If the life insurance company has acquired medical information from your doctor, you can ask your doctor for the same information, along with an explanation of your condition. If the information affecting the decision was from lab findings on exam, this information can be sent to your doctor for you to review. In some states, medical information can be sent directly to the applicant. Check with your insurance department for the exact regulation in your state.

Is a variable life insurance policy or a variable annuity (VA) a suitable financial product for parents to use to save for a child's college education?

No, a variable life insurance policy is not a wise choice to use as a savings vehicle for a college education for the following reasons:

  • Although variable life insurance has cash value that can increase over time if your underlying investments in the policy perform well, you are also paying life insurance premiums that are quite expensive. Those premium payments will significantly eat into the gains you could make on your cash value.
  • The cash value of a life insurance policy should not be considered an investment because any partial withdrawals or loans that you do not pay back will reduce your death benefit.

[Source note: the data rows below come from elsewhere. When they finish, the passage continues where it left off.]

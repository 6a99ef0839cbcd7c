//! Fixed-capacity circular buffer
//!
//! Plain ring storage with a write cursor, a read cursor and an occupied
//! count. It does no locking of its own; the [`Coordinator`] owns one inside
//! its mutex and layers blocking on top.
//!
//! [`Coordinator`]: crate::pipeline::Coordinator

/// Circular array of slots
///
/// Invariants: `0 <= occupied <= capacity`, both cursors advance modulo
/// capacity, and the item written Nth is the item read Nth.
#[derive(Debug)]
pub struct BoundedBuffer<T> {
    /// Slot storage; `None` marks a free slot
    slots: Vec<Option<T>>,

    /// Next slot to fill
    write: usize,

    /// Next slot to drain
    read: usize,

    /// Filled slots
    occupied: usize,
}

impl<T> BoundedBuffer<T> {
    /// Create an empty buffer
    ///
    /// # Panics
    ///
    /// Panics if `capacity` is zero. Configuration validation rejects that
    /// before a buffer is ever built.
    pub fn new(capacity: usize) -> Self {
        assert!(capacity > 0, "buffer capacity must be at least 1");

        Self {
            slots: (0..capacity).map(|_| None).collect(),
            write: 0,
            read: 0,
            occupied: 0,
        }
    }

    /// Fill the slot at the write cursor
    ///
    /// Hands the item back if every slot is occupied.
    pub fn push(&mut self, item: T) -> Result<(), T> {
        if self.is_full() {
            return Err(item);
        }

        debug_assert!(self.slots[self.write].is_none());
        self.slots[self.write] = Some(item);
        self.write = (self.write + 1) % self.slots.len();
        self.occupied += 1;
        Ok(())
    }

    /// Drain the slot at the read cursor
    pub fn pop(&mut self) -> Option<T> {
        if self.is_empty() {
            return None;
        }

        let item = self.slots[self.read].take();
        debug_assert!(item.is_some());
        self.read = (self.read + 1) % self.slots.len();
        self.occupied -= 1;
        item
    }

    pub fn len(&self) -> usize {
        self.occupied
    }

    pub fn capacity(&self) -> usize {
        self.slots.len()
    }

    pub fn is_empty(&self) -> bool {
        self.occupied == 0
    }

    pub fn is_full(&self) -> bool {
        self.occupied == self.slots.len()
    }

    /// Index of the next slot to fill
    pub fn write_cursor(&self) -> usize {
        self.write
    }

    /// Index of the next slot to drain
    pub fn read_cursor(&self) -> usize {
        self.read
    }
}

So if you don't pay the loan back, your beneficiaries will when you die.
  • If you partially withdraw or take out a loan against your cash value, and the withdrawal or loan amount exceeds the premiums you have paid into the policy, you will be taxed on the difference for variable life policies.
  • If you choose to surrender your variable life insurance policy, you also may have to pay a surrender fee to the insurer. Check your policy language for more details.
    A VA can be considered as a retirement planning tool, not as an investment vehicle to save money for a college education. Here are some reasons why:
  • VA's carry high fees because the insurance company must charge you for the risk it is assuming to guarantee you a lifetime income. While the average fee for a VA is 2.12 percent, the average fee for a mutual fund is 1.37 percent, according to Morningstar Inc., a research firm that tracks VA's and mutual funds.
  • Many VA's require that you pay a surrender fee to get out of the contract. The surrender period is usually seven to eight years, and the rate drops each year you're in the contract. For example, you might pay an 8 percent surrender fee if you surrendered in the first year, 7 percent in the second year, and so on. You don't face those kinds of surrender fees in most mutual funds. These fees are often referred to as "back-end sales loads," or "contingent deferred sales charges."

You will pay a penalty tax if you withdraw money from a VA before age 59½. You do not face such restrictions with a mutual fund. Also, mutual fund returns are taxed at a capital gains rate, while variable annuity returns are taxed at your ordinary income tax rate, which is much higher.